◆ **WORK REQUEST**: Which lines of the material contain the word "MapRep"? Show each one.

◆ **MATERIAL FOR THE TASK**:
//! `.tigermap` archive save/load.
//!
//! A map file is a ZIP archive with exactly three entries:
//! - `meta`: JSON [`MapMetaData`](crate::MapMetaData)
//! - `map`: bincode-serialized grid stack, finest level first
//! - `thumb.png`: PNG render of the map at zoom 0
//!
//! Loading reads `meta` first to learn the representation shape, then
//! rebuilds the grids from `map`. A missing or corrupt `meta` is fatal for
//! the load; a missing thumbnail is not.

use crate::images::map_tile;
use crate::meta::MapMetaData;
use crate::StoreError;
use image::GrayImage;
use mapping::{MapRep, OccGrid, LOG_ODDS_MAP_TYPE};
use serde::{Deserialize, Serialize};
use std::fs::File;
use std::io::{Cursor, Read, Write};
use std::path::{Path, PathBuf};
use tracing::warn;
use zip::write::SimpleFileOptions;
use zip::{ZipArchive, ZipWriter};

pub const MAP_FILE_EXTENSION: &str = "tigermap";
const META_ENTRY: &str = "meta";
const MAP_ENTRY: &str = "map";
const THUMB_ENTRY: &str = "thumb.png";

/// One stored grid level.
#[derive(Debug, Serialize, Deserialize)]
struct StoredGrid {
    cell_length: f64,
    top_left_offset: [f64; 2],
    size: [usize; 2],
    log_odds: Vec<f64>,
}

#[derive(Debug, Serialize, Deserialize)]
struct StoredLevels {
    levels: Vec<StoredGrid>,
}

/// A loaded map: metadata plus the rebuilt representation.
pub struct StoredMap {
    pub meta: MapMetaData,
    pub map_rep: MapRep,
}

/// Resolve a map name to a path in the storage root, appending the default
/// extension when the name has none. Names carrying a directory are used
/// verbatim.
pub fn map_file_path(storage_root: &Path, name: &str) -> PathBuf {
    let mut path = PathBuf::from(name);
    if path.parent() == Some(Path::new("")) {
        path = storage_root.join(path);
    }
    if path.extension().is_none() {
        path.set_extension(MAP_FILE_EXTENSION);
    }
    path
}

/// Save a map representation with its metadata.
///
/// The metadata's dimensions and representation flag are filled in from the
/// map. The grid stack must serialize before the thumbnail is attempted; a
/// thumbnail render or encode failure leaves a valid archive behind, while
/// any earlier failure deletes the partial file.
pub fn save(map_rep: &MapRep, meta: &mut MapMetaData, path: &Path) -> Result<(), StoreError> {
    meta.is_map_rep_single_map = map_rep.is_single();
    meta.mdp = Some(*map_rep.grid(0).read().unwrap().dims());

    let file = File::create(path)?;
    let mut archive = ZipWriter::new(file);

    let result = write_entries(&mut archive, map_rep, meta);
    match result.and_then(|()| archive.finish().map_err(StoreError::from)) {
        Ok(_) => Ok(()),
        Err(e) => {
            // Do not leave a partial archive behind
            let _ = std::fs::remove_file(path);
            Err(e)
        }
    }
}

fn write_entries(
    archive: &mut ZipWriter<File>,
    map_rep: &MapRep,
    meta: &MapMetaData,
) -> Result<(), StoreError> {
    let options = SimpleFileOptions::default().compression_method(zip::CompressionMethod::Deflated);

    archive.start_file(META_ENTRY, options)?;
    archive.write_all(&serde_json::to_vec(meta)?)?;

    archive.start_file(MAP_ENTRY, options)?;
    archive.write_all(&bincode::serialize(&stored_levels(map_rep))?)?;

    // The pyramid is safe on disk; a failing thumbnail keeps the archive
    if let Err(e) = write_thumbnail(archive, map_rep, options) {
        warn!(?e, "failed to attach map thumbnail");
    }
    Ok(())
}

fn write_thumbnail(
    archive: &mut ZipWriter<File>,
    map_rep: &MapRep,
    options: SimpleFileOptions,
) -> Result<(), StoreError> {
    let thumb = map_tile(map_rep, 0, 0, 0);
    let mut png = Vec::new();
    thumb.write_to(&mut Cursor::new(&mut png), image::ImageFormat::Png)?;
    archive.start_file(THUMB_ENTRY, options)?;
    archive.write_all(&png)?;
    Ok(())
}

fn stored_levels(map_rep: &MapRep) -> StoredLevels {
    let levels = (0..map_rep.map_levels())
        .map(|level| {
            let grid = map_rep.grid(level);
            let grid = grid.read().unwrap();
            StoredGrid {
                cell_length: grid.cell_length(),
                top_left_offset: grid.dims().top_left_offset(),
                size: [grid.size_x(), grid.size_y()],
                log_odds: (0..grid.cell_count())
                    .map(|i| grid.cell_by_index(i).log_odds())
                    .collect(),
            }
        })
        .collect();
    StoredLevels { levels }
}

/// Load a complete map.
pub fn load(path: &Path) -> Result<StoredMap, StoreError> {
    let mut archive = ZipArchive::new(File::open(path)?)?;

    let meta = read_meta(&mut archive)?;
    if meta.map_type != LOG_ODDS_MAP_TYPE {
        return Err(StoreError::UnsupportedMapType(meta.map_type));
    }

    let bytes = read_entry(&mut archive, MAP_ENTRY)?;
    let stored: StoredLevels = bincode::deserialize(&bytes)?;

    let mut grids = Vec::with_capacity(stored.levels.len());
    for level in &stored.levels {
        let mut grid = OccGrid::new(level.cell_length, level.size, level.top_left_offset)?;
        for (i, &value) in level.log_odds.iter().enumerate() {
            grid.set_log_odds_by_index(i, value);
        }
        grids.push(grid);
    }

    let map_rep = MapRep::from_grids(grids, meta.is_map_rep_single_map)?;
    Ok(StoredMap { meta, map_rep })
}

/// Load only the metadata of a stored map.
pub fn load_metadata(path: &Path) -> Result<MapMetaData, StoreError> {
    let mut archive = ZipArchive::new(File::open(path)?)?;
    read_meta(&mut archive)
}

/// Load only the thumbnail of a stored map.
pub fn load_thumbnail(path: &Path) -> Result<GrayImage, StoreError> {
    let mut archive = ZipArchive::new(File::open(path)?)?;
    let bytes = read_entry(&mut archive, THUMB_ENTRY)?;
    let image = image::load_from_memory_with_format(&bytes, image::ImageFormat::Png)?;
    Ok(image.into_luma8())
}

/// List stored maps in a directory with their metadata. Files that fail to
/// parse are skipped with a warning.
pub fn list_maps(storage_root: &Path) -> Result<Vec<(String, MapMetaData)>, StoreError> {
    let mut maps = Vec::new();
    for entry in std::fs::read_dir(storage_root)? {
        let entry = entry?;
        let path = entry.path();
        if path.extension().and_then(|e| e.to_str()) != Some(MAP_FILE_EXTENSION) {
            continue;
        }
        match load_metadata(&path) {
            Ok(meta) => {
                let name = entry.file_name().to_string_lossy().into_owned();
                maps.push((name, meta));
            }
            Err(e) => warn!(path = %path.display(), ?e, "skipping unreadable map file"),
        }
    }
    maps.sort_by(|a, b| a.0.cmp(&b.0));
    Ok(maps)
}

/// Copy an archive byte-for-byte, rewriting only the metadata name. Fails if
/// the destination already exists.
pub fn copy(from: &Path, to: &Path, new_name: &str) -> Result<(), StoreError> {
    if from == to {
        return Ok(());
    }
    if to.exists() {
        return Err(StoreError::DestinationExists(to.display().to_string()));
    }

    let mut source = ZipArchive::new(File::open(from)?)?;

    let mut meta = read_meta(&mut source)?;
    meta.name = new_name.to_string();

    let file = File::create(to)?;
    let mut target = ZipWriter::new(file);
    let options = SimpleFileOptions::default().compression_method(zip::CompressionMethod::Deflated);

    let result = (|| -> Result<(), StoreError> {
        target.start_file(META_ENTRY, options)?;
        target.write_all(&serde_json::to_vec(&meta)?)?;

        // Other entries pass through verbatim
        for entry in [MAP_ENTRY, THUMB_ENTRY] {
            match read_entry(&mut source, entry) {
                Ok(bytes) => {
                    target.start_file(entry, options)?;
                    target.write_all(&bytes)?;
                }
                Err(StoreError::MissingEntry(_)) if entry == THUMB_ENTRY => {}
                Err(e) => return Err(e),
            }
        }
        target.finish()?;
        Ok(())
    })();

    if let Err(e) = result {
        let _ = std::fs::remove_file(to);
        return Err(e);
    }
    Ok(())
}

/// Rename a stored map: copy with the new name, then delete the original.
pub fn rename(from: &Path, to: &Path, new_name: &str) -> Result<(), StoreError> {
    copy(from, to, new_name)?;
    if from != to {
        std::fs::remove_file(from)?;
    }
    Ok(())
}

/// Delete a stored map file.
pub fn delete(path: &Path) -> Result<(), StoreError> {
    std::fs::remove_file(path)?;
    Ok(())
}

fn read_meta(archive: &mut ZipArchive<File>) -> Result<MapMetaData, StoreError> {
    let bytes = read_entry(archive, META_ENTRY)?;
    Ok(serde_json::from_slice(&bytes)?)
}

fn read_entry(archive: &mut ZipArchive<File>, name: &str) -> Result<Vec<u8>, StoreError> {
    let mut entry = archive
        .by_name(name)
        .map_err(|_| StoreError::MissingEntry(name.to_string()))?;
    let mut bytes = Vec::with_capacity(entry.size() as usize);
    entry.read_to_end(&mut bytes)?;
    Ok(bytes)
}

◆ **ANSWER TO THE EXERCISE**:
use mapping::{MapRep, OccGrid, LOG_ODDS_MAP_TYPE};
    pub map_rep: MapRep,
pub fn save(map_rep: &MapRep, meta: &mut MapMetaData, path: &Path) -> Result<(), StoreError> {
    map_rep: &MapRep,
    map_rep: &MapRep,
fn stored_levels(map_rep: &MapRep) -> StoredLevels {
    let map_rep = MapRep::from_grids(grids, meta.is_map_rep_single_map)?;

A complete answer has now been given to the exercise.